Trends in Plant Science
The spaghetti sauce recipe from Chef Anthony Bourdain uses 20 plum tomatoes and a pinch of crushed red peppers (personally I would prefer much more than a pinch of pepper). Now biotech researchers are suggesting that cooks could skip a step and simply use tomatoes engineered to produce their own pepper spice.
The ancestors of tomatoes and chili peppers went down their separate evolutionary paths nearly 20 million years ago. Derived from tiny pea-sized berries, tomatoes became milder as Native American farmers in South and Central America began domesticating tomatoes more than 8,000 years ago. Meanwhile Native American horticulturalists in Mexico 6,000 years ago turned wild bird peppers into domesticated varieties that continued to produce capsaicins (the compounds that give peppers their delicious hotness).
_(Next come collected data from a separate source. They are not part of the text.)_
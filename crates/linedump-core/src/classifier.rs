//! 换行符分类状态机（逐字节、常数内存）
//!
//! 只记忆一位状态：上一个字节是否为尚未结算的 `0D`。
//! 因此 `0D 0A` 无论是在同一批次还是分两次送入，结果都完全一致，不需要前瞻或缓冲。
use crate::types::LineEndingStyle;

const LF: u8 = 0x0A;
const CR: u8 = 0x0D;

/// 换行符分类器
#[derive(Debug, Default, Clone)]
pub struct LineClassifier {
    pending_cr: bool,
    style: LineEndingStyle,
    closed: u64,
}

impl LineClassifier {
    pub fn new() -> Self {
        Self::default()
    }

    /// 处理一个字节；本字节关闭的行边界数通过 `acquire_and_reset_closed_count` 取出
    pub fn handle(&mut self, byte: u8) {
        self.step(Some(byte));
    }

    /// 流结束探针：结束标记按“非 0A、非 0D”处理，只会结算末尾悬空的 `0D`
    pub fn finish(&mut self) {
        self.step(None);
    }

    /// 取出并清零最近一个字节关闭的行边界数（每个字节调用一次）
    pub fn acquire_and_reset_closed_count(&mut self) -> u64 {
        std::mem::take(&mut self.closed)
    }

    /// 依次处理一段字节，返回关闭的行边界总数
    pub fn feed(&mut self, bytes: &[u8]) -> u64 {
        let mut total = 0;
        for &b in bytes {
            self.handle(b);
            total += self.acquire_and_reset_closed_count();
        }
        total
    }

    /// 当前分类结果
    pub fn style(&self) -> LineEndingStyle {
        self.style
    }

    /// 上一个字节是否为尚未结算的 `0D`
    pub fn pending_cr(&self) -> bool {
        self.pending_cr
    }

    fn step(&mut self, input: Option<u8>) {
        // 两次判断都基于进入时的 pending 值
        let pending = self.pending_cr;
        let is_lf = input == Some(LF);
        let is_cr = input == Some(CR);

        if is_lf || pending {
            self.closed = 1;
            let detected = match (is_lf, pending) {
                (true, true) => LineEndingStyle::CrLf,
                (true, false) => LineEndingStyle::Cr,
                _ => LineEndingStyle::Lf,
            };
            self.style = self.style.widen(detected);
            self.pending_cr = false;
        }
        if is_cr && pending {
            // 连续两个 0D：为前一个 0D 再关闭一个边界
            self.closed = 2;
            self.style = self.style.widen(LineEndingStyle::Lf);
            self.pending_cr = false;
        }
        if is_cr && !pending {
            self.pending_cr = true;
        }
    }
}
//! 输出格式化
//!
//! 宽度、填充字符与进制都放在显式的 `FieldFormat` 上下文中，由纯函数渲染，
//! 不依赖任何全局/流上的格式状态。
use std::io::{self, Write};

use crate::options::DumpStats;

/// 每行字节数（固定宽度模式）
pub const ROW_WIDTH: u64 = 16;

/// 数值进制
#[derive(Debug, Clone, Copy, PartialEq, Eq)]
pub enum Radix {
    Decimal,
    LowerHex,
}

/// 单个字段的格式上下文（右对齐）
#[derive(Debug, Clone, Copy, PartialEq, Eq)]
pub struct FieldFormat {
    pub width: usize,
    pub fill: char,
    pub radix: Radix,
}

/// 行首偏移：8 位宽，空格填充，十进制
pub const OFFSET: FieldFormat = FieldFormat { width: 8, fill: ' ', radix: Radix::Decimal };
/// 字节值：2 位宽，补零，小写十六进制
pub const BYTE: FieldFormat = FieldFormat { width: 2, fill: '0', radix: Radix::LowerHex };
/// 表头列号，与字节值同格式
pub const COLUMN: FieldFormat = BYTE;
/// 表头标签：9 位宽，空格填充
pub const LABEL: FieldFormat = FieldFormat { width: 9, fill: ' ', radix: Radix::Decimal };

impl FieldFormat {
    /// 渲染数值
    pub fn render(&self, value: u64) -> String {
        let digits = match self.radix {
            Radix::Decimal => value.to_string(),
            Radix::LowerHex => format!("{value:x}"),
        };
        self.pad(&digits)
    }

    /// 按宽度左侧填充（超出宽度时原样返回）
    pub fn pad(&self, text: &str) -> String {
        let len = text.chars().count();
        let mut s = String::with_capacity(self.width.max(len));
        for _ in len..self.width {
            s.push(self.fill);
        }
        s.push_str(text);
        s
    }
}

/// 表头行（不含换行）："   Index 01 02 … 10 "
pub fn header_line() -> String {
    let mut s = LABEL.pad("Index ");
    for col in 1..=ROW_WIDTH {
        s.push_str(&COLUMN.render(col));
        s.push(' ');
    }
    s
}

/// 行首（偏移 + 空格）
pub fn row_prefix(offset: u64) -> String {
    let mut s = OFFSET.render(offset);
    s.push(' ');
    s
}

/// 单个字节（十六进制 + 空格）
pub fn byte_cell(byte: u8) -> String {
    let mut s = BYTE.render(u64::from(byte));
    s.push(' ');
    s
}

/// 写出汇总块（前置一个空行）
pub fn write_summary(out: &mut dyn Write, stats: &DumpStats) -> io::Result<()> {
    writeln!(out)?;
    writeln!(out, "Length: {}", stats.length)?;
    writeln!(out, "Lines: {}", stats.lines)?;
    writeln!(out, "Type of line separator: {}", stats.style)?;
    Ok(())
}
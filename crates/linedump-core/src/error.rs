//! 错误类型
use std::io;
use std::path::PathBuf;

/// 运行期间可能出现的全部错误；均为终止性错误，不做重试
#[derive(Debug, thiserror::Error)]
pub enum DumpError {
    /// 未提供任何参数
    #[error("Usage: {program} [-L] [-n <count>] <file>")]
    Usage { program: String },
    /// `-n` 缺少取值或取值不是整数
    #[error("invalid value for -n: {0}")]
    Parse(String),
    #[error("unknown flag: {0}")]
    UnknownFlag(String),
    /// 给出了多于一个文件
    #[error("expected exactly one file, got: {}", .0.join(" "))]
    AmbiguousArguments(Vec<String>),
    #[error("File path is empty")]
    EmptyPath,
    #[error("File {} doesn't exist", .0.display())]
    PathNotFound(PathBuf),
    #[error("{} is directory", .0.display())]
    IsDirectory(PathBuf),
    /// 校验通过后仍无法打开（例如权限不足）
    #[error("Failed to open file {}", .path.display())]
    FileOpen {
        path: PathBuf,
        #[source]
        source: io::Error,
    },
    /// 读写过程中的 I/O 错误
    #[error("I/O error: {0}")]
    Io(#[from] io::Error),
}

impl DumpError {
    /// 进程退出码
    ///
    /// 打开文件失败沿用历史行为：只报错，不改变成功退出码。
    pub fn exit_code(&self) -> i32 {
        match self {
            DumpError::FileOpen { .. } => 0,
            _ => 1,
        }
    }
}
Now a team of researchers led by Agustin Zsögön, a plant biologist at the Federal University of Viçosa in Brazil, reports in the journal Trends in Plant Science that the genes for producing spicy capsaicin are dormant in tomatoes and could likely be reawakened via biotechnology. Instead of splicing new genes into tomatoes, researchers aim at activating existing genes in the plants. Various techniques that might be used to jump start capsaicin synthesis include using CRISPR genome-editing to modify genetic promoter sequences to turn on and turn up the dormant genes for capsaicin production in tomatoes.
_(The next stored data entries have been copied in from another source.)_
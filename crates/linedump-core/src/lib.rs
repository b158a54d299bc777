//! 十六进制转储 + 换行符分类核心库
//!
//! 设计要点：
//! - 单遍、常数内存：逐字节读取，分类器只记忆“上一个字节是否为未结算的 0D”。
//! - `0D 0A` 跨读取边界拆开送入时，分类结果与一次送入完全一致。
//! - 输出布局（分行、截断）随字节流实时决定，不回看、不缓冲整文件。
//! - 换行符类型的命名沿用历史口径（单独 0A 记为 CR，单独 0D 记为 LF）。

mod classifier;
mod dump;
mod error;
mod format;
mod options;
mod types;
mod validate;

pub use classifier::LineClassifier;
pub use dump::{dump_file, dump_reader};
pub use error::DumpError;
pub use format::{FieldFormat, Radix};
pub use options::{DumpStats, RunConfig};
pub use types::LineEndingStyle;
pub use validate::validate_path;
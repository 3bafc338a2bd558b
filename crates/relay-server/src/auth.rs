//! Token verification.
//!
//! Clients present an HS256 JWT carrying a `user_id` claim, either in the
//! `token` query parameter of the WebSocket upgrade or as a bearer token on
//! REST calls.

use chrono::Utc;
use jsonwebtoken::{decode, encode, Algorithm, DecodingKey, EncodingKey, Header, Validation};
use relay_core::UserId;
use serde::{Deserialize, Serialize};
use std::time::Duration;
use thiserror::Error;

/// Authentication errors.
#[derive(Debug, Error)]
pub enum AuthError {
    /// No credential was presented.
    #[error("Missing credential")]
    Missing,

    /// Bad signature, wrong algorithm, expired or malformed token.
    #[error("Invalid token: {0}")]
    Invalid(#[from] jsonwebtoken::errors::Error),

    /// The `user_id` claim is not a valid identity.
    #[error("Invalid user id claim: {0}")]
    InvalidSubject(String),
}

/// Maps a presented credential to a stable identity.
pub trait Authenticator: Send + Sync {
    /// Verify `token` and resolve the identity it was issued for.
    ///
    /// # Errors
    ///
    /// Returns an error if the token is not acceptable.
    fn verify(&self, token: &str) -> Result<UserId, AuthError>;
}

#[derive(Debug, Serialize, Deserialize)]
struct Claims {
    user_id: String,
    exp: i64,
}

/// HS256 JWT authenticator.
pub struct JwtAuthenticator {
    encoding: EncodingKey,
    decoding: DecodingKey,
    validation: Validation,
    ttl: Duration,
}

impl JwtAuthenticator {
    /// Create an authenticator from a shared secret.
    #[must_use]
    pub fn new(secret: &[u8], ttl: Duration) -> Self {
        Self {
            encoding: EncodingKey::from_secret(secret),
            decoding: DecodingKey::from_secret(secret),
            validation: Validation::new(Algorithm::HS256),
            ttl,
        }
    }

    /// Issue a token for `user`, valid for the configured lifetime.
    ///
    /// # Errors
    ///
    /// Returns an error if signing fails.
    pub fn issue(&self, user: UserId) -> Result<String, AuthError> {
        let ttl = i64::try_from(self.ttl.as_secs()).unwrap_or(i64::MAX);
        let claims = Claims {
            user_id: user.to_string(),
            exp: Utc::now().timestamp().saturating_add(ttl),
        };
        Ok(encode(&Header::new(Algorithm::HS256), &claims, &self.encoding)?)
    }
}

impl Authenticator for JwtAuthenticator {
    fn verify(&self, token: &str) -> Result<UserId, AuthError> {
        let data = decode::<Claims>(token, &self.decoding, &self.validation)?;
        data.claims
            .user_id
            .parse()
            .map_err(|_| AuthError::InvalidSubject(data.claims.user_id))
    }
}

/// Extract the token from an `Authorization: Bearer <token>` header value.
#[must_use]
pub fn bearer_token(header: &str) -> Option<&str> {
    header
        .strip_prefix("Bearer ")
        .map(str::trim)
        .filter(|token| !token.is_empty())
}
Their main goal is not to get "hot" tomatoes into the produce aisle at your local grocery, but instead to use tomatoes to mass produce capsaicins for pharmaceutical purposes and/or as a pest deterrent. They note that yields of hot peppers seldom exceed 3 tons per hectare in about 4–5 months of growing, whereas is not uncommon to reach 110 tons per hectare for tomatoes during a 120-day cropping cycle.
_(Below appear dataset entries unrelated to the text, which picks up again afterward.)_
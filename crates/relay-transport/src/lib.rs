//! # relay-transport
//!
//! Transport abstraction layer for the Relay hub.
//!
//! Every connection is split into a read half ([`FrameSource`]) and a write
//! half ([`FrameSink`]) so a session can read and write concurrently:
//!
//! - **WebSocket** - an upgraded axum socket (feature `websocket`)
//! - **Memory** - a channel-backed pair for tests and embedding
//!
//! ```rust,ignore
//! use relay_transport::{FrameSource, Inbound};
//!
//! async fn drain(mut source: impl FrameSource) {
//!     while let Ok(Some(frame)) = source.recv().await {
//!         // Process frame
//!     }
//! }
//! ```

pub mod memory;
pub mod traits;

#[cfg(feature = "websocket")]
pub mod websocket;

pub use traits::{ConnectionId, FrameSink, FrameSource, Inbound, TransportError};
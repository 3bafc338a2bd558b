//! # relay-protocol
//!
//! Wire envelopes for the Relay direct-messaging hub.
//!
//! Clients and the server exchange JSON text frames tagged by `type`:
//!
//! - `direct_message` - inbound send request, and outbound live delivery
//! - `message_edited` / `message_deleted` - outbound mutation events
//!
//! ## Example
//!
//! ```rust
//! use relay_protocol::{codec, IncomingFrame};
//!
//! let raw = br#"{"type":"direct_message","to":"67e55044-10b1-426f-9247-bb680e5fe0c8","content":"hi"}"#;
//! let frame = codec::decode(raw).unwrap();
//! assert!(matches!(frame, IncomingFrame::DirectMessage { .. }));
//! ```

pub mod codec;
pub mod frames;

pub use codec::{decode, encode, Payload, ProtocolError};
pub use frames::{FrameType, IncomingFrame, OutgoingFrame};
The good news is that the U.S. Department of Agriculture has declared that it will not generally regulate genome-edited crop varieties. Therefore spicy tomatoes and hundreds of other genome-edited crop varieties now under development should be able to get to market sooner by escaping the ridiculously anti-scientific regulatory system that has so far slowed and stymied the development of beneficial biotech crops. I hope to dine on a "hot" tomato and melted cheese sandwich some day soon.